The Sunnyvale community is looking again at 157 W. El Camino Real — Andy Capp's Tavern in September 1972, now a comedy club — where Al Alcorn's Pong prototype overfilled its coin box in days and proved a business could be built on it.

The address is 157 W. El Camino Real in Sunnyvale. Today it's Rooster T. Feathers, a comedy club that opened January 8, 1984. Before that, it was Andy Capp's Tavern — and in September 1972, Atari engineer Al Alcorn personally carried a prototype video game into the bar and plugged it in. Within days, the coin mechanism was overflowing. The game was Pong.

The Sunnyvale community's attention returned to that corner this week, with a post in the r/Sunnyvale subreddit reporting that the Sunnyvale Historical Society had commemorated the site. The Heritage Park Museum — the Society's home at 570 E Remington Ave — has been running on Pong history all year: in February, Alcorn appeared at a Speaker Night and, per the museum's blog, "regaled the huge audience with tales from the early years of Atari, 1972–1982." (Alcorn declined to be recorded; he designed the prototype on Nolan Bushnell's commission and was Atari's third employee.) The museum's Tech Wall — a technology timeline on the second floor that includes Atari items among its display cubicles — is currently being updated by a volunteer team with new tiles and QR codes.

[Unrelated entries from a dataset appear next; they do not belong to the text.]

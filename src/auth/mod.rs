use axum::{
    routing::{delete, get, patch, post, put},
    Router,
};

use crate::state::AppState;

pub mod dto;
pub mod extractors;
pub mod handlers;
pub mod jwt;
pub mod password;
pub mod store;

pub fn router() -> Router<AppState> {
    Router::new()
        .route("/auth/register", post(handlers::register))
        .route("/auth/login", post(handlers::login))
        .route("/auth/me", get(handlers::me))
        .route("/auth/verify", post(handlers::verify))
        .route("/auth/init-admin", post(handlers::init_admin))
        .route("/auth/profile", put(handlers::update_profile))
        .route("/auth/password", patch(handlers::change_password))
        .route("/auth/account", delete(handlers::delete_account))
}
use std::net::SocketAddr;

use axum::{routing::get, Json, Router};
use serde_json::json;
use tower_http::{cors::CorsLayer, trace::TraceLayer};

use crate::{auth, portfolio, state::AppState};

async fn index() -> Json<serde_json::Value> {
    Json(json!({
        "message": "Portfolio API is running",
        "health": "/api/health",
        "endpoints": {
            "auth": {
                "register": "POST /api/auth/register",
                "login": "POST /api/auth/login",
                "me": "GET /api/auth/me (protected)",
                "verify": "POST /api/auth/verify (protected)",
                "initAdmin": "POST /api/auth/init-admin (dev only)",
            },
            "portfolio": {
                "all": "/api/portfolio",
                "profile": "/api/portfolio/profile",
                "skills": "/api/portfolio/skills",
                "projects": "/api/portfolio/projects",
                "projectById": "/api/portfolio/projects/:id",
                "social": "/api/portfolio/social",
                "preferences": "/api/preferences",
            },
        },
    }))
}

async fn health() -> Json<serde_json::Value> {
    Json(json!({ "status": "OK", "message": "Server is running" }))
}

pub fn build_app(state: AppState) -> Router {
    Router::new()
        .route("/", get(index))
        .nest(
            "/api",
            Router::new()
                .merge(auth::router())
                .merge(portfolio::router())
                .route("/health", get(health)),
        )
        .with_state(state)
        .layer(CorsLayer::permissive())
        .layer(
            TraceLayer::new_for_http()
                .make_span_with(|req: &axum::http::Request<_>| {
                    let method = req.method().clone();
                    let uri = req.uri().clone();
                    tracing::info_span!("http_request", %method, uri = %uri)
                })
                .on_response(
                    |res: &axum::http::Response<_>,
                     _latency: std::time::Duration,
                     span: &tracing::Span| {
                        let status = res.status();
                        span.record("status", tracing::field::display(status));
                        if status.is_server_error() {
                            tracing::error!(%status, "response");
                        } else {
                            tracing::info!(%status, "response");
                        }
                    },
                ),
        )
}

pub async fn serve(app: Router, host: &str, port: u16) -> anyhow::Result<()> {
    let addr: SocketAddr = format!("{}:{}", host, port).parse()?;
    tracing::info!("listening on {}", addr);
    let listener = tokio::net::TcpListener::bind(addr).await?;
    axum::serve(listener, app).await?;
    Ok(())
}
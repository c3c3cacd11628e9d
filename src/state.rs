use std::sync::{Arc, Mutex, MutexGuard};

use crate::{auth::store::UserStore, config::AppConfig, error::ApiError, portfolio::data::Portfolio};

/// Shared application state. Users and the portfolio document live in
/// process memory only and are lost on restart. Both sit behind a mutex so
/// check-then-mutate sequences stay atomic on a multi-threaded runtime.
#[derive(Clone)]
pub struct AppState {
    pub users: Arc<Mutex<UserStore>>,
    pub portfolio: Arc<Mutex<Portfolio>>,
    pub config: Arc<AppConfig>,
}

impl AppState {
    pub fn new(config: AppConfig) -> Self {
        Self {
            users: Arc::new(Mutex::new(UserStore::new())),
            portfolio: Arc::new(Mutex::new(Portfolio::seed())),
            config: Arc::new(config),
        }
    }

    pub fn users(&self) -> Result<MutexGuard<'_, UserStore>, ApiError> {
        self.users
            .lock()
            .map_err(|_| ApiError::Internal(anyhow::anyhow!("user store mutex poisoned")))
    }

    pub fn portfolio(&self) -> Result<MutexGuard<'_, Portfolio>, ApiError> {
        self.portfolio
            .lock()
            .map_err(|_| ApiError::Internal(anyhow::anyhow!("portfolio mutex poisoned")))
    }
}
pub mod app;
pub mod auth;
pub mod config;
pub mod error;
pub mod portfolio;
pub mod state;
use axum::extract::FromRef;
use jsonwebtoken::{decode, encode, DecodingKey, EncodingKey, Header, Validation};
use serde::{Deserialize, Serialize};
use time::{Duration, OffsetDateTime};
use tracing::debug;

use crate::{
    auth::store::{Role, User},
    state::AppState,
};

/// Claims carried inside a session token. Stateless: everything needed to
/// authorize a request is in here, nothing is stored server-side, and there
/// is no revocation list. A token stays valid until `exp` even if the
/// account it references changes or disappears.
#[derive(Debug, Clone, Serialize, Deserialize)]
#[serde(rename_all = "camelCase")]
pub struct Claims {
    pub user_id: u64,
    pub email: String,
    pub role: Role,
    pub iat: usize,
    pub exp: usize,
}

/// Signing and verification keys derived from the configured secret.
#[derive(Clone)]
pub struct JwtKeys {
    pub encoding: EncodingKey,
    pub decoding: DecodingKey,
    pub ttl: Duration,
}

impl FromRef<AppState> for JwtKeys {
    fn from_ref(state: &AppState) -> Self {
        let jwt = &state.config.jwt;
        Self {
            encoding: EncodingKey::from_secret(jwt.secret.as_bytes()),
            decoding: DecodingKey::from_secret(jwt.secret.as_bytes()),
            ttl: Duration::days(jwt.ttl_days),
        }
    }
}

impl JwtKeys {
    pub fn sign(&self, user: &User) -> anyhow::Result<String> {
        let now = OffsetDateTime::now_utc();
        let claims = Claims {
            user_id: user.id,
            email: user.email.clone(),
            role: user.role,
            iat: now.unix_timestamp() as usize,
            exp: (now + self.ttl).unix_timestamp() as usize,
        };
        let token = encode(&Header::default(), &claims, &self.encoding)?;
        debug!(user_id = user.id, "jwt signed");
        Ok(token)
    }

    pub fn verify(&self, token: &str) -> anyhow::Result<Claims> {
        let mut validation = Validation::default();
        // No clock-skew allowance: a token is dead the moment it expires.
        validation.leeway = 0;
        let data = decode::<Claims>(token, &self.decoding, &validation)?;
        debug!(user_id = data.claims.user_id, "jwt verified");
        Ok(data.claims)
    }
}

#[cfg(test)]
mod tests {
    use super::*;

    fn make_keys(secret: &str, ttl: Duration) -> JwtKeys {
        JwtKeys {
            encoding: EncodingKey::from_secret(secret.as_bytes()),
            decoding: DecodingKey::from_secret(secret.as_bytes()),
            ttl,
        }
    }

    fn make_user() -> User {
        User {
            id: 7,
            email: "a@x.com".into(),
            password_hash: "irrelevant".into(),
            name: "Ann".into(),
            role: Role::User,
        }
    }

    #[test]
    fn sign_and_verify_roundtrip() {
        let keys = make_keys("dev-secret", Duration::days(7));
        let user = make_user();
        let token = keys.sign(&user).expect("sign");
        let claims = keys.verify(&token).expect("verify");
        assert_eq!(claims.user_id, user.id);
        assert_eq!(claims.email, user.email);
        assert_eq!(claims.role, Role::User);
        assert!(claims.exp > claims.iat);
    }

    #[test]
    fn verify_rejects_expired_token() {
        let keys = make_keys("dev-secret", Duration::hours(-1));
        let token = keys.sign(&make_user()).expect("sign");
        assert!(keys.verify(&token).is_err());
    }

    #[test]
    fn verify_rejects_wrong_secret() {
        let good = make_keys("dev-secret", Duration::days(7));
        let bad = make_keys("other-secret", Duration::days(7));
        let token = good.sign(&make_user()).expect("sign");
        assert!(bad.verify(&token).is_err());
    }

    #[test]
    fn verify_rejects_garbage() {
        let keys = make_keys("dev-secret", Duration::days(7));
        assert!(keys.verify("not.a.token").is_err());
    }

    #[test]
    fn claims_use_camel_case_on_the_wire() {
        let keys = make_keys("dev-secret", Duration::days(7));
        let token = keys.sign(&make_user()).expect("sign");
        let claims = keys.verify(&token).expect("verify");
        let json = serde_json::to_string(&claims).unwrap();
        assert!(json.contains("\"userId\":7"));
        assert!(json.contains("\"role\":\"user\""));
    }
}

Atari was incorporated in Sunnyvale on June 27, 1972, roughly two months before Alcorn installed the prototype at Andy Capp's. Pong was commercially announced November 29, after the bar field test confirmed the concept. The original cabinet is now at the Computer History Museum in Mountain View. Rooster T. Feathers acknowledges the building on its own website as "the location of the beta test of Atari's first video game, Pong," and has carried its own interior signage about the gaming history for years.

What form this week's commemoration took — a new marker at the building, an event at the Heritage Park Museum — couldn't be confirmed from public records. But 157 W. El Camino Real has held its own footnote since a bar full of quarters said so in 1972.